The new compression model has apparently yielded less distortion and smaller bits-per-pixel rates than current coding-decoding algorithms such as H.265 when trained on specialized video content. The researchers said they achieved comparable results on downscaled YouTube videos.
“Ultimately, every video compression approach works on a trade-off,” said research team leader Stephan Mandt, a UCI assistant professor of computer science who began the project while employed at Disney Research. “If I’m allowing for larger file sizes, then I can have better image quality. If I want to have a short, really small file size, then I have to tolerate some errors. The hope is that our neural network-based approach does a better trade-off overall between file size and quality.”

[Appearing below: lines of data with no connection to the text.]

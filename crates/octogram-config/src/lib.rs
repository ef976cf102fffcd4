// SPDX-FileCopyrightText: 2026 Octogram Contributors
// SPDX-License-Identifier: MIT OR Apache-2.0

//! Configuration system for the Octogram bot.
//!
//! Provides TOML configuration parsing with strict validation
//! (`deny_unknown_fields`), XDG file hierarchy lookup, environment variable
//! overrides, and Elm-style diagnostic error rendering with typo suggestions.
//!
//! Required startup values (bot token, OAuth client credentials, webhook
//! secret, callback domain) are validated here so a misconfigured process
//! exits before any listener starts.

pub mod diagnostic;
pub mod loader;
pub mod model;
pub mod validation;

pub use diagnostic::{ConfigError, render_errors};
pub use loader::{load_config, load_config_from_path, load_config_from_str};
pub use model::{OctogramConfig, StorageBackend};

/// Load configuration from the XDG hierarchy and validate it.
///
/// This is the high-level entry point that:
/// 1. Loads config from TOML files + env vars via Figment
/// 2. On success: runs post-deserialization validation (required secrets)
/// 3. On Figment error: converts to rich miette diagnostics with typo
///    suggestions
pub fn load_and_validate() -> Result<OctogramConfig, Vec<ConfigError>> {
    match loader::load_config() {
        Ok(config) => {
            validation::validate_config(&config)?;
            Ok(config)
        }
        Err(err) => {
            let toml_sources = collect_toml_sources();
            Err(diagnostic::figment_to_config_errors(err, &toml_sources))
        }
    }
}

/// Load configuration from a TOML string and validate it.
///
/// Useful for testing and explicit configuration.
pub fn load_and_validate_str(toml_content: &str) -> Result<OctogramConfig, Vec<ConfigError>> {
    match loader::load_config_from_str(toml_content) {
        Ok(config) => {
            validation::validate_config(&config)?;
            Ok(config)
        }
        Err(err) => {
            let sources = vec![("<inline>".to_string(), toml_content.to_string())];
            Err(diagnostic::figment_to_config_errors(err, &sources))
        }
    }
}

/// Collect TOML source file contents for error span resolution.
fn collect_toml_sources() -> Vec<(String, String)> {
    let mut sources = Vec::new();

    if let Ok(content) = std::fs::read_to_string("octogram.toml") {
        let path = std::env::current_dir()
            .map(|d| d.join("octogram.toml").display().to_string())
            .unwrap_or_else(|_| "octogram.toml".to_string());
        sources.push((path, content));
    }

    if let Some(config_dir) = dirs::config_dir() {
        let path = config_dir.join("octogram/octogram.toml");
        if let Ok(content) = std::fs::read_to_string(&path) {
            sources.push((path.display().to_string(), content));
        }
    }

    let system_path = std::path::Path::new("/etc/octogram/octogram.toml");
    if let Ok(content) = std::fs::read_to_string(system_path) {
        sources.push((system_path.display().to_string(), content));
    }

    sources
}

Mandt said the video compression still relies heavily on predictive capabilities. Current compression algorithms achieve this through engineered solutions like trying to compute the linear displacement of small, localized patches relative to their position on the previous frame.
“In contrast, deep neural networks take a datacentric approach and learn the video’s underlying dynamics by drawing on large datasets of video material,” wrote UCI in a news release. “These data-driven methods, enabled by advances in deep learning over the past decade, show promise for shrinking video file sizes in future generations of video compression codecs.”
The UCI/Disney Research team’s compression process first involves downscaling the dimensions of the video using a “variational autoencoder,” or a neural network that processes each video frame in a sequence of actions that results in a condensed array of numbers. The autoencoder then tries to undo this operation to ensure that the array contains enough information to restore the video frame. Then the algorithm attempts to guess the next compressed version of an image given what has gone before, relying on an AI-based technique called a “deep generative model.”
Mandt said this approach is not necessarily unique but what sets apart the Disney/UCI research is that the algorithm conducts an operation to encode frame content by rounding the autoencoder’s real-valued array to integers, which are easier to store than real numbers. Finally, the model applies lossless compression to the array, allowing for its exact restoration. During this process, the neural network informs the algorithm about which video frame to expect next, making the lossless compression aspect more efficient.
“The real contribution here was to combine this neural network-based deep generative video prediction model with everything else that belongs to compression algorithms, such as rounding and model-based lossless compression,” said Mandt. “Because the receiver requires a trained neural network for reconstructing the video, you might also have to think about how you transmit it along with the data. There are lots of open questions still. It’s a very early stage.”